Stored data:
==========

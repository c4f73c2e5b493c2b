async fn stream_subscribe(State(state): State<AppState>, ws: WebSocketUpgrade) -> impl IntoResponse {
    ws.on_upgrade(move |socket| stream_socket(socket, state))
}

/// Socket writes happen only on the writer task draining the subscriber channel, so hub
/// broadcasts and echo replies share one ordered egress path.
async fn stream_socket(socket: WebSocket, state: AppState) {
    let (mut sink, mut source) = socket.split();
    let (tx, mut rx) = mpsc::channel::<Frame>(SUBSCRIBER_BUFFER);

    let Registration { id: subscriber, mut closed } = match state.hub.register(tx.clone()).await {
        Ok(registration) => registration,
        Err(err) => {
            warn!(error = %err, "stream.register_failed");
            return;
        }
    };
    info!(subscriber, "stream.connected");

    let mut writer = tokio::spawn(async move {
        while let Some(frame) = rx.recv().await {
            if sink.send(Message::Text(frame.to_string().into())).await.is_err() {
                return;
            }
        }
        let _ = sink.send(Message::Close(None)).await;
    });

    let evicted = loop {
        tokio::select! {
            incoming = source.next() => {
                match incoming {
                    Some(Ok(Message::Text(text))) => {
                        let Some(reply) = echo_frame(text.as_str()) else {
                            continue;
                        };
                        if tx.try_send(reply).is_err() {
                            break false;
                        }
                    }
                    Some(Ok(Message::Close(_))) | None | Some(Err(_)) => break false,
                    _ => {}
                }
            }
            _ = &mut closed => break true,
            _ = &mut writer => break false,
        }
    };

    if evicted {
        // Dropping the last sender lets the writer flush what it holds and send a close frame.
        drop(tx);
        if tokio::time::timeout(WRITER_DRAIN_TIMEOUT, &mut writer).await.is_err() {
            writer.abort();
        }
        info!(subscriber, "stream.evicted");
    } else {
        state.hub.unregister(subscriber).await;
        writer.abort();
        info!(subscriber, "stream.disconnected");
    }
}

/// Echo envelope for client JSON. Anything that is not JSON gets no reply.
fn echo_frame(text: &str) -> Option<Frame> {
    let received: Value = serde_json::from_str(text).ok()?;
    let event = StreamEvent::echo(received, Utc::now());
    serde_json::to_string(&event).ok().map(Frame::from)
}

==========

• **WORK TO BE COMPLETED**
Nothing in the records should be altered when they are written out again.

• **FINISHED EXERCISE**
repository c4f73c2e5b493c2b
async fn stream_subscribe(State(state): State<AppState>, ws: WebSocketUpgrade) -> impl IntoResponse {
    ws.on_upgrade(move |socket| stream_socket(socket, state))
}

/// Socket writes happen only on the writer task draining the subscriber channel, so hub
/// broadcasts and echo replies share one ordered egress path.
async fn stream_socket(socket: WebSocket, state: AppState) {
    let (mut sink, mut source) = socket.split();
    let (tx, mut rx) = mpsc::channel::<Frame>(SUBSCRIBER_BUFFER);

    let Registration { id: subscriber, mut closed } = match state.hub.register(tx.clone()).await {
        Ok(registration) => registration,
        Err(err) => {
            warn!(error = %err, "stream.register_failed");
            return;
        }
    };
    info!(subscriber, "stream.connected");

    let mut writer = tokio::spawn(async move {
        while let Some(frame) = rx.recv().await {
            if sink.send(Message::Text(frame.to_string().into())).await.is_err() {
                return;
            }
        }
        let _ = sink.send(Message::Close(None)).await;
    });

    let evicted = loop {
        tokio::select! {
            incoming = source.next() => {
                match incoming {
                    Some(Ok(Message::Text(text))) => {
                        let Some(reply) = echo_frame(text.as_str()) else {
                            continue;
                        };
                        if tx.try_send(reply).is_err() {
                            break false;
                        }
                    }
                    Some(Ok(Message::Close(_))) | None | Some(Err(_)) => break false,
                    _ => {}
                }
            }
            _ = &mut closed => break true,
            _ = &mut writer => break false,
        }
    };

    if evicted {
        // Dropping the last sender lets the writer flush what it holds and send a close frame.
        drop(tx);
        if tokio::time::timeout(WRITER_DRAIN_TIMEOUT, &mut writer).await.is_err() {
            writer.abort();
        }
        info!(subscriber, "stream.evicted");
    } else {
        state.hub.unregister(subscriber).await;
        writer.abort();
        info!(subscriber, "stream.disconnected");
    }
}

/// Echo envelope for client JSON. Anything that is not JSON gets no reply.
fn echo_frame(text: &str) -> Option<Frame> {
    let received: Value = serde_json::from_str(text).ok()?;
    let event = StreamEvent::echo(received, Utc::now());
    serde_json::to_string(&event).ok().map(Frame::from)
}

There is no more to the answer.